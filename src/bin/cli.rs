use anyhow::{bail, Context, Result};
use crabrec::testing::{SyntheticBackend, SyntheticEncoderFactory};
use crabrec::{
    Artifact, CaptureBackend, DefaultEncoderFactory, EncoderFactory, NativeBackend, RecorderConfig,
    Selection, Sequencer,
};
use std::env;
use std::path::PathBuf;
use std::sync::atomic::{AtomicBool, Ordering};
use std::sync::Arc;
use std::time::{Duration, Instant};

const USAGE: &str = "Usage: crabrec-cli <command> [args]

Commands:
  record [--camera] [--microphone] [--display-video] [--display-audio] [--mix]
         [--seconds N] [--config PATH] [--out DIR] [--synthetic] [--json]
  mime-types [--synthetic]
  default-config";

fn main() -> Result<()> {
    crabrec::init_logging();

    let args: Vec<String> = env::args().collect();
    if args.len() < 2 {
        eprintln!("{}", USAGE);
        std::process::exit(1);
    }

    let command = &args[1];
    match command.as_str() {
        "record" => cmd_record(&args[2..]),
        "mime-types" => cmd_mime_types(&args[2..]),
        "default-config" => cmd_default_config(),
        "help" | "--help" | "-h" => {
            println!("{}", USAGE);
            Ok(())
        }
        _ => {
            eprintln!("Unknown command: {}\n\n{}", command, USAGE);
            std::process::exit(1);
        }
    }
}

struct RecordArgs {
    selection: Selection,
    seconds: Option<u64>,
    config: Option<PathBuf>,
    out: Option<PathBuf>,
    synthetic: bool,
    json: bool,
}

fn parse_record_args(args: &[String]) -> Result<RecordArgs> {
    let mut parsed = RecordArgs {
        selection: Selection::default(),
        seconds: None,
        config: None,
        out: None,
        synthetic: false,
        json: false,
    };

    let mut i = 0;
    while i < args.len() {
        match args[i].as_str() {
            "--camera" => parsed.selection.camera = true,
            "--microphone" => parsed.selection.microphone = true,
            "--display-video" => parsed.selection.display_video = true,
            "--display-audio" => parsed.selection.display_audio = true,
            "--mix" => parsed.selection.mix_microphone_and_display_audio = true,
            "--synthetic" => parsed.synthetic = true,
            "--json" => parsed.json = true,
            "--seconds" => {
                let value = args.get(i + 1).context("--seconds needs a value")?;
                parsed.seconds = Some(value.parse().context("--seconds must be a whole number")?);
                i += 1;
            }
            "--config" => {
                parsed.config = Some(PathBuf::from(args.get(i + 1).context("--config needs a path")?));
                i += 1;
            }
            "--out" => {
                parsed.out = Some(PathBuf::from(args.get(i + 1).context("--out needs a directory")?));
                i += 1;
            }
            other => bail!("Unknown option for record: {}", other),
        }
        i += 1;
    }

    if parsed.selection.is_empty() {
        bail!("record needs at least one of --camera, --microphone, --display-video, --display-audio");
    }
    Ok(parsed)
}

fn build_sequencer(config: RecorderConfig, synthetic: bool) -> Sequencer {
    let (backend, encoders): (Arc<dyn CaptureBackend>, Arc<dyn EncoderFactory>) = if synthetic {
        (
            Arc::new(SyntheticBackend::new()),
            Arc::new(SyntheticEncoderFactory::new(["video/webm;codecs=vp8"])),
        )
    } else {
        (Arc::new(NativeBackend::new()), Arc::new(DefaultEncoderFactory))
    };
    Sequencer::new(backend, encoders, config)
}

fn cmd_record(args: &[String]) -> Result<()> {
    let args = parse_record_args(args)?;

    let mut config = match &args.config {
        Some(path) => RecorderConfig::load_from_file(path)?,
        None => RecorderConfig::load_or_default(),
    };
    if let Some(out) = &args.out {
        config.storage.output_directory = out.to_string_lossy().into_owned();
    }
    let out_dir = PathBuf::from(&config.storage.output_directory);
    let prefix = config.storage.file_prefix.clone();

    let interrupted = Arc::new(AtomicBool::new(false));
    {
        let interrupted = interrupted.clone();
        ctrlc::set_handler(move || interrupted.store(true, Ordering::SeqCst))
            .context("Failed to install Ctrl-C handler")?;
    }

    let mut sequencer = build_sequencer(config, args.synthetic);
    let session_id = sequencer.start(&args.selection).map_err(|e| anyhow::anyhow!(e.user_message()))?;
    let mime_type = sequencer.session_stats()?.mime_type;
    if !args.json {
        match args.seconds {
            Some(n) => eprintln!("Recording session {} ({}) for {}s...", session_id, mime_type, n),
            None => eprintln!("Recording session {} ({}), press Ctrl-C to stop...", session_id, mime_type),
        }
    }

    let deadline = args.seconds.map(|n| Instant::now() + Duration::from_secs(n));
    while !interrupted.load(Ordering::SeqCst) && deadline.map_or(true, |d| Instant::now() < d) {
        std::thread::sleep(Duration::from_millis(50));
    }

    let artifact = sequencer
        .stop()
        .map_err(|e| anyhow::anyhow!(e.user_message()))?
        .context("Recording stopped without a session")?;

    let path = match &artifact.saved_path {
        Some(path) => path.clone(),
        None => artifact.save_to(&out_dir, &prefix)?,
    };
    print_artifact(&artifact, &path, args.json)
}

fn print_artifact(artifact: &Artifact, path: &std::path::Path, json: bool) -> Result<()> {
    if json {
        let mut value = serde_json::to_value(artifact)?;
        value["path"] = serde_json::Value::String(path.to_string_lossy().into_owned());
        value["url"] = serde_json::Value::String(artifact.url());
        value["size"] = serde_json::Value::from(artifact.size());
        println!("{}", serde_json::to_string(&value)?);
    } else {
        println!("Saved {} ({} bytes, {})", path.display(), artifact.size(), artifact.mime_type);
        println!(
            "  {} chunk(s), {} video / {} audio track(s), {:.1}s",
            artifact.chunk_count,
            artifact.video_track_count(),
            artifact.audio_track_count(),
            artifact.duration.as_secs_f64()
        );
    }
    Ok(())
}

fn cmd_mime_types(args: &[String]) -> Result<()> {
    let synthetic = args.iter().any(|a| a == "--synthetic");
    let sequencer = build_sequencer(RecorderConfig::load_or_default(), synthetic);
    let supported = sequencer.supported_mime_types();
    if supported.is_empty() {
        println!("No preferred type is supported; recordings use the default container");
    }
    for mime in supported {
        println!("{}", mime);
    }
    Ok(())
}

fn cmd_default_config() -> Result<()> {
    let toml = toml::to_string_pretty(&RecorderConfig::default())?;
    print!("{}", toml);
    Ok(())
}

══════════════════════════════

[Prompt]
State how many lines of the records contain the word "DefaultEncoderFactory". Give that number alone.

[Completed exercise]
2